Teacher Inquiry: Focusing on Literacy, not Technology

(This is reposted from my blog)

 

norris tech checkin survey

Yesterday, we began an after-school inquiry group with teachers around literacy instruction and technology. There is a small group of us planning various sessions and I was up first. So, I brought up the Draw a Stickman site (episode two) on my interactive board and asked the teachers to help make the story, referring periodically to the ways in which I use the site with my students early in the year to talk about the main literacy concepts we will touch upon: protagonist/antagonist, setting, foreshadowing, conflict/resolution, etc.

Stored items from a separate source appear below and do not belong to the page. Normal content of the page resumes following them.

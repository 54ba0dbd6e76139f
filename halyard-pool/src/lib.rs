//! # Halyard Pool
//!
//! A per-origin HTTP/1.1 connection pool with event loop affinity.
//!
//! The pool decides, for every incoming request, whether to run it on an
//! idle connection, queue it until one frees up, or start a new connection
//! attempt. It also drives every connection through its whole lifecycle:
//! starting, backing off after a failed dial, idle, leased, closed.
//!
//! ## Design
//!
//! - **Decisions and effects are split.** Every event advances a state
//!   machine under one short lock and comes back with a value describing
//!   the side effects to perform; all I/O, timer work and callbacks happen
//!   with the lock released.
//! - **Event loop affinity.** Connections are pinned to one event loop for
//!   life. Requests may prefer a loop (used to pick among idle
//!   connections) or require one (served only by connections on that loop,
//!   growing past the pool cap if needed).
//! - **Timers claim before they act.** A firing request, idle or backoff
//!   timer first removes its own registry entry; if the entry is already
//!   gone the fire is a no-op, which makes cancellation race-free.
//!
//! The wire protocol stays behind the [`Transport`] trait; dialling stays
//! behind [`ConnectionFactory`]. This crate never sees bytes.
//!
//! ## Quick Start
//!
//! ```rust,ignore
//! use std::sync::Arc;
//! use halyard_pool::{EventLoopGroup, Origin, Pool, PoolConfig};
//!
//! let loops = EventLoopGroup::new(4)?;
//! let pool = Pool::new(
//!     Origin::https("api.example.com"),
//!     PoolConfig::builder()
//!         .max_concurrent_connections(8)
//!         .build(),
//!     Arc::new(MyConnectionFactory::new(loops.handles().to_vec())),
//! );
//!
//! // `request` implements `PoolRequest`; the pool runs it on a pooled
//! // connection or fails it by its connection deadline.
//! pool.execute_request(request);
//! ```

mod backoff;
mod config;
mod connection;
mod connections;
mod error;
mod event_loop;
mod origin;
mod pool;
mod queue;
mod request;
mod state_machine;

#[cfg(test)]
mod test_util;

pub use config::{PoolConfig, PoolConfigBuilder};
pub use connection::{Connection, ConnectionFactory, ConnectionId, Transport};
pub use error::{PoolError, Result};
pub use event_loop::{EventLoopGroup, EventLoopHandle, EventLoopId};
pub use origin::{Origin, Scheme};
pub use pool::{NoopDelegate, Pool, PoolDelegate, PoolStats};
pub use request::{PoolRequest, RequestId};

/// Prelude for common imports.
///
/// ```
/// use halyard_pool::prelude::*;
/// ```
pub mod prelude {
    pub use crate::config::{PoolConfig, PoolConfigBuilder};
    pub use crate::connection::{Connection, ConnectionFactory, ConnectionId, Transport};
    pub use crate::error::{PoolError, Result};
    pub use crate::event_loop::{EventLoopGroup, EventLoopHandle, EventLoopId};
    pub use crate::origin::{Origin, Scheme};
    pub use crate::pool::{Pool, PoolDelegate, PoolStats};
    pub use crate::request::{PoolRequest, RequestId};
}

I offered up the view that we need our students with the interactive pens in hand, not the teachers. And here is a perfect site with an engaging activity with many points for discussion about literacy, and even the opportunity afterwards for students to retell or write the story of the hero stickman.

What this allowed us to do with the 15 or so teachers who stayed after school, on their own time, to do is to think in terms of literacy, not technology. In fact, we are working to frame the inquiry group around the ideas of teaching literacies in all of its varied forms through the lends of using technology to engage students. The point is that the focus is not the technology. That’s no small thing, I would argue, and we often fall into the trap of the tool shaping instruction as opposed to the instruction using the tool.

After our interactive story activity, which broke the ice nicely, we shifted into using Edmodo for an inquiry space that I had set up for us as teachers. Our challenge is that we have teachers from kindergarten right through sixth grade, and that is a wide span. But we are all teachers and learners, and one of our goals is to create a community of learners that is built on sharing, reflection and exploration. You can see from the survey results above that we all have a mixed group in terms of their own perceptions of technical savvy (and also, that they want to focus on writing instruction in our sessions). So we went slow and methodical, and Edmodo worked well for our goals (easy set-up, easy to use, familiar format to many), and in very little time at all, we were all busy writing and sharing and replying, and building the connections.

Their writing task was to create a Technology Autobiography, where they were to write about their first brush with technology that made them step back and say “wow.” The responses were fantastic, from one who wrote about remembering an earlier career in programming (who knew?) to another remembering an early version of Logo programming (the Lego-styled system that Scratch is built on), to others whose first brush with Skype opened up a range of possibilities.

And they were writing, which is the literacy connection. The technology — Edmodo — allowed us to connect as writers but we all agreed that, as best as time would allow, we would return to our writing space to share resources. I know that is easier to promise than it is to do, and there are ghost towns of online spaces all over the place. But we facilitators will see what we can do to encourage us to keep coming together as writers and learners (and one colleague reminded us that our new teacher evaluations require some reflective writing, and so, why not our Edmodo space?)